Abstract

SUMMARY The Pleistocene deposits of eastern Yorkshire and adjacent areas have been studied intensively for about 150 years, but numerous problems of dating and correlation remain. Holderness provides the British type site for deposits of the Last Glacial Maximum (the Dimlington Stadial, part of Marine Isotope Stage 2) here dated to between 18,500 and 13,000 radiocarbon years ( c. 23,000–15,000 calendar years) BP, but older glacial deposits are still very difficult to date precisely. An earlier Devensian glaciation of east Lincolnshire and south-west Yorkshire has been suggested, but remains uncertain. The most extensive pre-Devensian glacial deposit is the Basement Till of Holderness and other eastern coastal areas. This is overlain by the raised beach of the Ipswichian Stage (MIS 5e; 128,000–117,000 years ago) at Sewerby, by the pre-Ipswichian Calcethorpe Till at Welton-le-Wold, Lincolnshire, and by boulders weathered in interglacial conditions at Warren House Gill, Durham, so it was deposited during MIS 6 or an earlier cold stage. Late Devensian (MIS 2) amino-acid dates for marine shells from the Basement Till at Dimlington may be explained by intrusion during subglacial disturbance of the till’s upper layers by the Late Devensian glacier.
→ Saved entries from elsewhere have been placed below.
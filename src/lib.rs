// src/lib.rs

pub mod cli;
pub mod config;
pub mod errors;
pub mod exec;
pub mod fs;
pub mod launch;
pub mod logging;
pub mod repository;
pub mod resolve;
pub mod types;

use tracing::{debug, info, warn};

use crate::cli::CliArgs;
use crate::config::model::MARKER_PACKAGING;
use crate::config::{default_config_path, load_and_validate, load_or_default, ConfigFile};
use crate::errors::{Result, SbtRunError};
use crate::exec::{ExecutionOutcome, LaunchBackend, ProcessBackend};
use crate::launch::{DescriptorBuilder, LaunchPlan};
use crate::repository::{LocalRepository, RepositoryClient};

/// High-level entry point used by `main.rs`.
///
/// This wires together:
/// - config loading + CLI overrides
/// - the local repository
/// - descriptor building (closure resolution, classpath)
/// - the process backend
pub async fn run(args: CliArgs) -> Result<()> {
    let cfg = match args.config {
        Some(ref path) => load_and_validate(path)?,
        None => load_or_default(default_config_path())?,
    }
    .with_overrides(&args.overrides());

    let repository = LocalRepository::open(
        cfg.repository.local_or_default(),
        &cfg.repository.remote,
    );
    let builder =
        DescriptorBuilder::new(repository).debug(tracing::enabled!(tracing::Level::DEBUG));

    if args.dry_run {
        if cfg.launch_disabled() {
            println!("sbtrun dry-run: launch disabled (skip or '{MARKER_PACKAGING}' packaging)");
        } else {
            print_dry_run(&builder.build_plan(&cfg)?);
        }
        return Ok(());
    }

    let mut backend = ProcessBackend;
    launch(&cfg, &builder, &mut backend).await?;
    Ok(())
}

/// Build the descriptor for `cfg` and hand it to `backend`.
///
/// Returns `Ok(None)` without building anything when the launch is
/// disabled. A failed or timed-out run is returned as an error; a
/// completed run (even an unsuccessful one, when the descriptor does not
/// fail on error) is returned as the outcome.
pub async fn launch<R, B>(
    cfg: &ConfigFile,
    builder: &DescriptorBuilder<R>,
    backend: &mut B,
) -> Result<Option<ExecutionOutcome>>
where
    R: RepositoryClient,
    B: LaunchBackend,
{
    if cfg.run.skip {
        info!("Skipping SBT execution");
        return Ok(None);
    }
    if cfg.run.packaging == MARKER_PACKAGING {
        info!(packaging = %cfg.run.packaging, "nothing to build; not launching SBT");
        return Ok(None);
    }

    let descriptor = builder.build(cfg)?;

    debug!(command = %descriptor.display_command(), "Launching SBT");

    let timeout = cfg.run.timeout;
    let outcome = backend.launch(descriptor, timeout).await;

    match outcome {
        ExecutionOutcome::Completed { success: true } => Ok(Some(outcome)),
        ExecutionOutcome::Completed { success: false } => {
            warn!("SBT finished unsuccessfully");
            Ok(Some(outcome))
        }
        ExecutionOutcome::Failed(fault) => Err(SbtRunError::Launch(fault)),
        ExecutionOutcome::TimedOut => Err(SbtRunError::TimedOut { millis: timeout }),
    }
}

/// Dry-run output: the command line, the classpath and the dependency tree.
fn print_dry_run(plan: &LaunchPlan) {
    let d = &plan.descriptor;
    println!("sbtrun dry-run");
    println!("  working dir: {}", d.working_dir.display());
    println!("  command: {}", d.display_command());
    println!();

    println!("classpath ({}):", d.classpath.len());
    for entry in &d.classpath {
        println!("  - {}", entry.display());
    }
    println!();

    println!("dependency tree:");
    for line in plan.closure.render_tree(&plan.launcher.key()).lines() {
        println!("  {line}");
    }
    println!("bootstrap: {}", plan.bootstrap.coordinate);
}
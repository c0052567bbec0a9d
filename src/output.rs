//! Output types returned by the conversion entry points.

use crate::error::DocumentError;
use crate::pipeline::layout::CanvasGeometry;
use crate::pipeline::schedule::ScheduleModel;
use crate::pipeline::week::WeekWindow;
use serde::Serialize;
use std::path::PathBuf;

/// In-memory result of converting one document.
#[derive(Debug, Clone, Serialize)]
pub struct DocumentOutput {
    /// Filename stem, used for the header fallback and artefact names.
    pub stem: String,
    /// Week the schedule was extracted for.
    pub window: WeekWindow,
    /// The extracted schedule.
    pub model: ScheduleModel,
    /// Rendered image, absent when image output is disabled.
    #[serde(skip_serializing_if = "Option::is_none")]
    pub image: Option<RenderedImage>,
}

impl DocumentOutput {
    /// Number of group columns in the schedule.
    pub fn group_count(&self) -> usize {
        self.model.len()
    }
}

/// PNG bytes plus the geometry they were drawn with.
#[derive(Debug, Clone, Serialize)]
pub struct RenderedImage {
    pub geometry: CanvasGeometry,
    #[serde(skip)]
    pub png: Vec<u8>,
}

/// Paths of the artefacts persisted for one document.
#[derive(Debug, Clone, Default, PartialEq, Eq, Serialize)]
pub struct WrittenOutput {
    pub stem: String,
    pub groups: usize,
    #[serde(skip_serializing_if = "Option::is_none")]
    pub record_path: Option<PathBuf>,
    #[serde(skip_serializing_if = "Option::is_none")]
    pub image_path: Option<PathBuf>,
}

/// Outcome of one document in a batch.
///
/// Exactly one of `output` and `error` is set.
#[derive(Debug, Clone, Serialize)]
pub struct DocumentResult {
    /// 1-indexed position in the batch.
    pub index: usize,
    pub path: PathBuf,
    #[serde(skip_serializing_if = "Option::is_none")]
    pub output: Option<WrittenOutput>,
    #[serde(skip_serializing_if = "Option::is_none")]
    pub error: Option<DocumentError>,
    pub duration_ms: u64,
}

impl DocumentResult {
    pub fn is_written(&self) -> bool {
        self.output.is_some()
    }

    pub fn is_skipped(&self) -> bool {
        self.error.as_ref().is_some_and(DocumentError::is_skip)
    }

    pub fn is_failed(&self) -> bool {
        self.error.as_ref().is_some_and(|e| !e.is_skip())
    }
}

/// Counters for a batch run.
#[derive(Debug, Clone, Default, PartialEq, Eq, Serialize)]
pub struct BatchStats {
    /// Documents discovered.
    pub total: usize,
    /// Documents with artefacts persisted.
    pub written: usize,
    /// Documents without a table for the current week.
    pub skipped: usize,
    /// Documents that could not be read or written.
    pub failed: usize,
    pub duration_ms: u64,
}

impl BatchStats {
    /// Tally `results`.
    pub fn from_results(results: &[DocumentResult], duration_ms: u64) -> Self {
        Self {
            total: results.len(),
            written: results.iter().filter(|r| r.is_written()).count(),
            skipped: results.iter().filter(|r| r.is_skipped()).count(),
            failed: results.iter().filter(|r| r.is_failed()).count(),
            duration_ms,
        }
    }
}

/// Everything a batch run produced.
#[derive(Debug, Clone, Serialize)]
pub struct BatchOutput {
    pub documents: Vec<DocumentResult>,
    pub stats: BatchStats,
}
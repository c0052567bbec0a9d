//! Image encoding: rendered canvas → PNG bytes.
//!
//! PNG keeps the one-pixel grid lines and small glyphs crisp; the flat
//! palette also compresses far better than any lossy format would.

use image::RgbImage;
use std::io::Cursor;
use tracing::debug;

/// Encode a rendered timetable as PNG.
pub fn encode_png(img: &RgbImage) -> Result<Vec<u8>, image::ImageError> {
    let mut buf = Vec::new();
    img.write_to(&mut Cursor::new(&mut buf), image::ImageFormat::Png)?;
    debug!(
        "Encoded {}x{} image → {} bytes PNG",
        img.width(),
        img.height(),
        buf.len()
    );
    Ok(buf)
}

#[cfg(test)]
mod tests {
    use super::*;
    use image::Rgb;

    #[test]
    fn encode_small_image() {
        let img = RgbImage::from_pixel(10, 6, Rgb([47, 96, 85]));
        let data = encode_png(&img).expect("encode should succeed");
        assert_eq!(&data[..8], b"\x89PNG\r\n\x1a\n");

        let decoded = image::load_from_memory(&data).expect("valid png").to_rgb8();
        assert_eq!(decoded.dimensions(), (10, 6));
        assert_eq!(*decoded.get_pixel(3, 3), Rgb([47, 96, 85]));
    }
}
In coastal areas of east Yorkshire, the Skipsea and Withernsea tills and their equivalents between Flamborough Head and the Tees Estuary are attributed to the Dimlington Stadial, and there is considerable evidence that they were deposited by a single surge of a two-tiered ice sheet. The lower (Skipsea) tier originated in south-east Scotland and north-east England, and the upper (Withernsea) tier from Lake District ice that crossed the Pennines via the Stainmore Gap and overrode the Skipsea Till glacier in the Lower Tees Valley area. Stainmore ice was also diverted southwards into the Vale of York. The patchy 'Older Drift' in the Vale of York (mainly grey till with Permian, Carboniferous and Lake District erratics) was also deposited by Stainmore ice flowing southwards, probably in MIS 12.